» Your task
Filter this listing down to the lines that contain the word "JoinHandle", and copy them.

» Record excerpts

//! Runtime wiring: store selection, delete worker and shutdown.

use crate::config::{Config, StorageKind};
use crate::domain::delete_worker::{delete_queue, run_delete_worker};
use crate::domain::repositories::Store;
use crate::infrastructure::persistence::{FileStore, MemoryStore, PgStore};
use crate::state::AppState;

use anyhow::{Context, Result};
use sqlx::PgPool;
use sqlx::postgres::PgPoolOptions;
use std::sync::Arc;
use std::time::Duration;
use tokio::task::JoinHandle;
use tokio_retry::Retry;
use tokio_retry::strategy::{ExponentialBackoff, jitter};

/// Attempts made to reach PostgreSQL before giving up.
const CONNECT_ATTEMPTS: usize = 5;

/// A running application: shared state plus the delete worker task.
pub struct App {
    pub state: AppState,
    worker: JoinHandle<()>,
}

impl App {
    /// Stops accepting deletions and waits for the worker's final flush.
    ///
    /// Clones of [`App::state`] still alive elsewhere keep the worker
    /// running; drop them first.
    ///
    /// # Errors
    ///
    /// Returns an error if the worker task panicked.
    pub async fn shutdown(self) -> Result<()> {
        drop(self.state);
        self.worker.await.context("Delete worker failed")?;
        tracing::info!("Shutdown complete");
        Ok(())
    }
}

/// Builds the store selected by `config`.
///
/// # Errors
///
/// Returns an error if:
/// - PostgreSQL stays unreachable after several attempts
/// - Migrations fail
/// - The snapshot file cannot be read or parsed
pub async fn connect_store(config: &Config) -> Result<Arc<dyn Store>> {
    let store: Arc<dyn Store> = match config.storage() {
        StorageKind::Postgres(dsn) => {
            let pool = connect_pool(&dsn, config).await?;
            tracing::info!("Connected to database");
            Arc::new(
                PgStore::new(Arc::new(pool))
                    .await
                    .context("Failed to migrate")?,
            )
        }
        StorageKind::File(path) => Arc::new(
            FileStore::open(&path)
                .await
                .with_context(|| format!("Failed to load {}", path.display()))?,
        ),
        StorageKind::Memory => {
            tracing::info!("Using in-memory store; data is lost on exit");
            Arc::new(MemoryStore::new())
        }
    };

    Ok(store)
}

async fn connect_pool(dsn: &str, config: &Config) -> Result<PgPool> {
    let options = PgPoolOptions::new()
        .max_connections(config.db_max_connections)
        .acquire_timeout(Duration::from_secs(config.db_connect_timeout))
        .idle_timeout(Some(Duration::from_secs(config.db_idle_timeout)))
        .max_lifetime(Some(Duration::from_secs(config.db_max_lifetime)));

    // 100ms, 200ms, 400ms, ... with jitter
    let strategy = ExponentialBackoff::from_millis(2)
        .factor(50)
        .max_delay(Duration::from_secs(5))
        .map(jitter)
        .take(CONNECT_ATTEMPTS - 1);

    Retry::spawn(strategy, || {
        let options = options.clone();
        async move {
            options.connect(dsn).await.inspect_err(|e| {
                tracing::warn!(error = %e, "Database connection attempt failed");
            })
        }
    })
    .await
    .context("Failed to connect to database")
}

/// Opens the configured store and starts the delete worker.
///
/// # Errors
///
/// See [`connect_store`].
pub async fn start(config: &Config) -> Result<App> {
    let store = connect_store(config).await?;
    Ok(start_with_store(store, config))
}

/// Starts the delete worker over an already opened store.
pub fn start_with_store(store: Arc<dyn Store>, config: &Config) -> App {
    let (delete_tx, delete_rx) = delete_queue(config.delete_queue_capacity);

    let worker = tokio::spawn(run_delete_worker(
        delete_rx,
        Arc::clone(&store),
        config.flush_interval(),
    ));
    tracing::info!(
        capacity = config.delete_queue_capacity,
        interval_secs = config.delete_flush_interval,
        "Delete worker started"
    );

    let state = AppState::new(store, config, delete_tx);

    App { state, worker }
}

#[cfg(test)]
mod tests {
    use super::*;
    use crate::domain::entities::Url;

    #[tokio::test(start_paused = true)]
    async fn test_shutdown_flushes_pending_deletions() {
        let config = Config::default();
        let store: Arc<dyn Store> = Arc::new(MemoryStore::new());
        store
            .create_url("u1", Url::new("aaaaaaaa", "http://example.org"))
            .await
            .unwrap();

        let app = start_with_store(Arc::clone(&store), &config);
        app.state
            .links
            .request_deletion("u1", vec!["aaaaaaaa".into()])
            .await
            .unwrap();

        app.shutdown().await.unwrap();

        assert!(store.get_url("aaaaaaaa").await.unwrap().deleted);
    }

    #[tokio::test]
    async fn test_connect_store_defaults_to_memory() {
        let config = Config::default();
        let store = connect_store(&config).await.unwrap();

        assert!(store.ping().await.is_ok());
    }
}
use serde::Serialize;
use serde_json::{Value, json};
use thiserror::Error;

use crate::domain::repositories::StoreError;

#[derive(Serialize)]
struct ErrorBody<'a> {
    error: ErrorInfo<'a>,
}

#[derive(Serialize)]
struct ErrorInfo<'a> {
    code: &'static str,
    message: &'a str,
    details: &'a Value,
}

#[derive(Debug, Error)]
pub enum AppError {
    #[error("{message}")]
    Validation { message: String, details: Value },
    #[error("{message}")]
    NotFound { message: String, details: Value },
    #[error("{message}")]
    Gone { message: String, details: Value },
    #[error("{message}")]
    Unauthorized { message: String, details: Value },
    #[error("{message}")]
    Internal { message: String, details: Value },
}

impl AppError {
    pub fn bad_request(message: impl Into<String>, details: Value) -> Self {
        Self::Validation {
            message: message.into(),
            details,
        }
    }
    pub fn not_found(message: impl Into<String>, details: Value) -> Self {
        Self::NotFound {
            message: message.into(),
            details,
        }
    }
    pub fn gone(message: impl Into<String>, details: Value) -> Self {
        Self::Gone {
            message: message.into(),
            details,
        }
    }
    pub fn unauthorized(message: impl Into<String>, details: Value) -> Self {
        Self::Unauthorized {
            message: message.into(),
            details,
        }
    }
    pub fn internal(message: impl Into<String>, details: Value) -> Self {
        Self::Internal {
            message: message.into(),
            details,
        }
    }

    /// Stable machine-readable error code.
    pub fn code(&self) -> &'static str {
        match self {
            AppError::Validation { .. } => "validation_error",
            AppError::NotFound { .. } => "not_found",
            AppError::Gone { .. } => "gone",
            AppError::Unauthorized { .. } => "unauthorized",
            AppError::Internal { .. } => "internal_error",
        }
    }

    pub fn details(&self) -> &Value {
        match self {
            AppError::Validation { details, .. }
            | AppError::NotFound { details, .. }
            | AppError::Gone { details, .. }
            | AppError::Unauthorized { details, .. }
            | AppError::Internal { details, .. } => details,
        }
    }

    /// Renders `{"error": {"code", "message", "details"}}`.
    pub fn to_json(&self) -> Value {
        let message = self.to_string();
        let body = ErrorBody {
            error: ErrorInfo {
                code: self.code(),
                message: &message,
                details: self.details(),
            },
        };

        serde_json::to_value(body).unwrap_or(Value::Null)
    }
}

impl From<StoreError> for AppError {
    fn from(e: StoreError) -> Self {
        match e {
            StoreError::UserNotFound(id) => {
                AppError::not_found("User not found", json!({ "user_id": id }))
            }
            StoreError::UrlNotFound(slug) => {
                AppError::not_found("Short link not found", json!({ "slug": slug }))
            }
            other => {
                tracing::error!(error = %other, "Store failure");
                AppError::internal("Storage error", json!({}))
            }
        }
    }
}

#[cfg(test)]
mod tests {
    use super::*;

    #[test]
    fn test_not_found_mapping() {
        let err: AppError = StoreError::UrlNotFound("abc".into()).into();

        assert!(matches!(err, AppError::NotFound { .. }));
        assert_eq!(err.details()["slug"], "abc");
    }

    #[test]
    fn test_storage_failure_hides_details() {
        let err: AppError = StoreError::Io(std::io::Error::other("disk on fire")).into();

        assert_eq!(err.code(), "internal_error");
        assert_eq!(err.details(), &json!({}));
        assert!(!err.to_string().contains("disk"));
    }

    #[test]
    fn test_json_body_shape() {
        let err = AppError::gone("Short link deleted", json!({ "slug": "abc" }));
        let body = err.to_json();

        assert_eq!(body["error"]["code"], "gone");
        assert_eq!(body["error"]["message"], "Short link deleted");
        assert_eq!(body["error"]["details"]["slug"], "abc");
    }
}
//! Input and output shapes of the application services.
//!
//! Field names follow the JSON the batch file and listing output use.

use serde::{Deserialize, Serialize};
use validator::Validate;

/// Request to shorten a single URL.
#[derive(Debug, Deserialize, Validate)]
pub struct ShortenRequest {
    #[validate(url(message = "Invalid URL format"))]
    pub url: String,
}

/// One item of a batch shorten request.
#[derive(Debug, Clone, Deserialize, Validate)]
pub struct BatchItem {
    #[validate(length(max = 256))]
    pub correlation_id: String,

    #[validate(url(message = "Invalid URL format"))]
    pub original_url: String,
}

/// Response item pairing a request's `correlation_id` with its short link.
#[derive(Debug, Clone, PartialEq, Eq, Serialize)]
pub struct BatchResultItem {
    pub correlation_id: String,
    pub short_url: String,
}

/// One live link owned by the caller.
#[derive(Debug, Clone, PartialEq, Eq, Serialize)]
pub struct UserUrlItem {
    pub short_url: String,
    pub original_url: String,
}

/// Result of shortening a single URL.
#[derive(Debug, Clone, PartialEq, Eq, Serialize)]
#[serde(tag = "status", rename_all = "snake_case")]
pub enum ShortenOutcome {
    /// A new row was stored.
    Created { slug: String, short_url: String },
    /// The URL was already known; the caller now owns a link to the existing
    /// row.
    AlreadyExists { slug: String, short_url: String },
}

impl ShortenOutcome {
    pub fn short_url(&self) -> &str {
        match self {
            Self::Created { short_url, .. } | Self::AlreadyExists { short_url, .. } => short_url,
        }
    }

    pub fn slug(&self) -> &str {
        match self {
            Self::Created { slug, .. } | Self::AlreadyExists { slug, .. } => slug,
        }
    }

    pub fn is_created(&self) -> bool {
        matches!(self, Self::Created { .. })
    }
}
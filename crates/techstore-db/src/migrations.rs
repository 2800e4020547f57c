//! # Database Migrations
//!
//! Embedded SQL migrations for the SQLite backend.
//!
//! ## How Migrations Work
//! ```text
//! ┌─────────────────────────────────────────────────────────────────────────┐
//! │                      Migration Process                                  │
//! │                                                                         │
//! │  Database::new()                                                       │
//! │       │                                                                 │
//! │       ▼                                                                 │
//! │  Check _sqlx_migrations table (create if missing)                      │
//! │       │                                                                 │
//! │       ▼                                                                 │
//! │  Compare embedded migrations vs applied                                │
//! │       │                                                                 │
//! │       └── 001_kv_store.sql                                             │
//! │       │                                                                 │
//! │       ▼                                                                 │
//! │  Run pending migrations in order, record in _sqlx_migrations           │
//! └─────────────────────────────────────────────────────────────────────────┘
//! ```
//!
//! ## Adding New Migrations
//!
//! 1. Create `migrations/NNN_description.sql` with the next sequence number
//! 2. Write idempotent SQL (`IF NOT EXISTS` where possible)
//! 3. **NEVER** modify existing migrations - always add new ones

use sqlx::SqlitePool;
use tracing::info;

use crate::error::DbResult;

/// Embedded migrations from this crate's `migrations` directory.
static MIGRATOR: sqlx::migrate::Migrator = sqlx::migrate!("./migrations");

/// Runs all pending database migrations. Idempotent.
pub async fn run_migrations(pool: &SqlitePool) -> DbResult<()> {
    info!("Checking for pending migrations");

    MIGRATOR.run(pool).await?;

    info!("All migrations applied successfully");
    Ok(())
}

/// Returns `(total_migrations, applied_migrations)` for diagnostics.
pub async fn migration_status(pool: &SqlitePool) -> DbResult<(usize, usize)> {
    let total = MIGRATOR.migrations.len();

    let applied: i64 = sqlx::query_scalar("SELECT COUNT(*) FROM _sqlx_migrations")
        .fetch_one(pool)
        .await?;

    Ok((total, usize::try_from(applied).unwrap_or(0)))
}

» Response to this exercise
use tokio::task::JoinHandle;
    worker: JoinHandle<()>,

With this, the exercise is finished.